Where does the word "expected" occur in the material? Copy each line that has it.

BEGIN MATERIAL FOR THIS EXERCISE

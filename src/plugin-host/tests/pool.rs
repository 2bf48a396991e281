//! End-to-end tests that spawn real `plugin-worker` processes against small
//! fixture plugins. Grounded on the teacher's `native_cli.rs` smoke test:
//! write fixture JS into a tempdir, build the worker binary once with
//! `escargot`, and drive it as a subprocess.

use std::fs::write;
use std::path::PathBuf;
use std::time::Duration;

use plugin_host::PluginHost;
use plugin_protocol::PluginDescriptor;
use tempfile::tempdir;

fn worker_binary() -> PathBuf {
    escargot::CargoBuild::new()
        .manifest_path(env!("CARGO_MANIFEST_PATH"))
        .bin("plugin-worker")
        .package("plugin-worker")
        .current_release()
        .current_target()
        .run()
        .expect("failed to build plugin-worker binary")
        .path()
        .to_path_buf()
}

fn descriptor(entry: &std::path::Path, concurrency: u32) -> PluginDescriptor {
    PluginDescriptor {
        id: "test-plugin".to_string(),
        module: entry.to_string_lossy().to_string(),
        globals: Default::default(),
        concurrency,
    }
}

#[tokio::test]
async fn echoes_the_event_back_through_a_handler() {
    let dir = tempdir().unwrap();
    write(
        dir.path().join("index.js"),
        r#"
            export function handler(event) {
                return { echoed: event };
            }
        "#,
    )
    .unwrap();

    let host = PluginHost::start(descriptor(&dir.path().join("index.js"), 1), worker_binary()).await;

    let result = host
        .invoke("handler", serde_json::json!({"a": 1}), None, Some(Duration::from_secs(5)))
        .await
        .unwrap();

    assert!(result.ok, "{:?}", result.error);
    assert_eq!(result.value, Some(serde_json::json!({"echoed": {"a": 1}})));

    host.shutdown().await;
}

#[tokio::test]
async fn a_thrown_error_is_reported_as_a_runtime_error() {
    let dir = tempdir().unwrap();
    write(
        dir.path().join("index.js"),
        r#"
            export function handler(event) {
                throw new TypeError("bad event: " + JSON.stringify(event));
            }
        "#,
    )
    .unwrap();

    let host = PluginHost::start(descriptor(&dir.path().join("index.js"), 1), worker_binary()).await;

    let result = host
        .invoke("handler", serde_json::json!(null), None, Some(Duration::from_secs(5)))
        .await
        .unwrap();

    assert!(!result.ok);
    assert!(matches!(result.error, Some(plugin_protocol::ErrorDetails::Runtime { .. })));

    host.shutdown().await;
}

#[tokio::test]
async fn an_infinite_loop_is_aborted_on_timeout() {
    let dir = tempdir().unwrap();
    write(
        dir.path().join("index.js"),
        r#"
            export function handler(event) {
                while (true) {}
            }
        "#,
    )
    .unwrap();

    let host = PluginHost::start(descriptor(&dir.path().join("index.js"), 1), worker_binary()).await;

    let result = host
        .invoke("handler", serde_json::json!(null), None, Some(Duration::from_millis(200)))
        .await
        .unwrap();

    assert!(!result.ok);
    assert!(matches!(result.error, Some(plugin_protocol::ErrorDetails::Abort { .. })));

    host.shutdown().await;
}

#[tokio::test]
async fn concurrent_invocations_share_the_pool() {
    let dir = tempdir().unwrap();
    write(
        dir.path().join("index.js"),
        r#"
            export function handler(event) {
                return event.n * 2;
            }
        "#,
    )
    .unwrap();

    let host = PluginHost::start(descriptor(&dir.path().join("index.js"), 2), worker_binary()).await;

    let a = host.invoke("handler", serde_json::json!({"n": 1}), None, Some(Duration::from_secs(5)));
    let b = host.invoke("handler", serde_json::json!({"n": 2}), None, Some(Duration::from_secs(5)));
    let (a, b) = tokio::join!(a, b);

    assert_eq!(a.unwrap().value, Some(serde_json::json!(2)));
    assert_eq!(b.unwrap().value, Some(serde_json::json!(4)));

    host.shutdown().await;
}

#[tokio::test]
async fn status_reports_idle_and_active_workers() {
    let dir = tempdir().unwrap();
    write(
        dir.path().join("index.js"),
        r#"
            export function handler(event) {
                return event;
            }
        "#,
    )
    .unwrap();

    let host = PluginHost::start(descriptor(&dir.path().join("index.js"), 1), worker_binary()).await;

    let status = host.status().await;
    assert_eq!(status.idle_workers, 1);
    assert_eq!(status.active_workers, 0);

    host.shutdown().await;
}

#[tokio::test]
async fn an_aborted_worker_is_replaced_rather_than_reused() {
    let dir = tempdir().unwrap();
    write(
        dir.path().join("index.js"),
        r#"
            export function spin(event) {
                while (true) {}
            }
            export function echo(event) {
                return event;
            }
        "#,
    )
    .unwrap();

    let host = PluginHost::start(descriptor(&dir.path().join("index.js"), 1), worker_binary()).await;

    let aborted = host
        .invoke("spin", serde_json::json!(null), None, Some(Duration::from_millis(200)))
        .await
        .unwrap();

    assert!(!aborted.ok);
    match aborted.error {
        Some(plugin_protocol::ErrorDetails::Abort { message }) => {
            assert_eq!(message, "Invocation was aborted");
        }
        other => panic!("expected Abort, got {other:?}"),
    }

    // With concurrency 1 this can only succeed once the maintenance loop
    // has built a replacement for the worker that just ran `spin` forever —
    // the poisoned worker is never handed back to `idle`.
    let replaced = host
        .invoke("echo", serde_json::json!({"ok": true}), None, Some(Duration::from_secs(10)))
        .await
        .unwrap();

    assert!(replaced.ok, "{:?}", replaced.error);
    assert_eq!(replaced.value, Some(serde_json::json!({"ok": true})));

    host.shutdown().await;
}

#[tokio::test]
async fn terminate_synthesizes_a_terminate_error_for_an_in_flight_invocation() {
    let dir = tempdir().unwrap();
    write(
        dir.path().join("index.js"),
        r#"
            export function spin(event) {
                while (true) {}
            }
        "#,
    )
    .unwrap();

    let host = PluginHost::start(descriptor(&dir.path().join("index.js"), 1), worker_binary()).await;

    let invoking = {
        let host = host.clone();
        tokio::spawn(async move { host.invoke("spin", serde_json::json!(null), None, None).await })
    };

    // Give the invocation time to actually reach the worker before
    // terminating the pool out from under it.
    tokio::time::sleep(Duration::from_millis(100)).await;
    host.terminate().await;

    let result = invoking.await.unwrap().unwrap();
    assert!(!result.ok);
    match result.error {
        Some(plugin_protocol::ErrorDetails::Terminate { message }) => {
            assert_eq!(message, "Worker was terminated");
        }
        other => panic!("expected Terminate, got {other:?}"),
    }
}

#[tokio::test]
async fn shutdown_does_not_cancel_an_in_flight_invocation() {
    let dir = tempdir().unwrap();
    write(
        dir.path().join("index.js"),
        r#"
            export function handler(event) {
                let x = 0;
                for (let i = 0; i < 50000000; i++) {
                    x += i;
                }
                return x;
            }
        "#,
    )
    .unwrap();

    let host = PluginHost::start(descriptor(&dir.path().join("index.js"), 1), worker_binary()).await;

    let invoking = {
        let host = host.clone();
        tokio::spawn(async move {
            host.invoke("handler", serde_json::json!(null), None, Some(Duration::from_secs(10))).await
        })
    };

    tokio::time::sleep(Duration::from_millis(10)).await;
    host.shutdown().await;

    let result = invoking.await.unwrap().unwrap();
    assert!(result.ok, "shutdown must let the in-flight invocation finish: {:?}", result.error);
}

END MATERIAL FOR THIS EXERCISE

• **RESULT**:
        other => panic!("expected Abort, got {other:?}"),
        other => panic!("expected Terminate, got {other:?}"),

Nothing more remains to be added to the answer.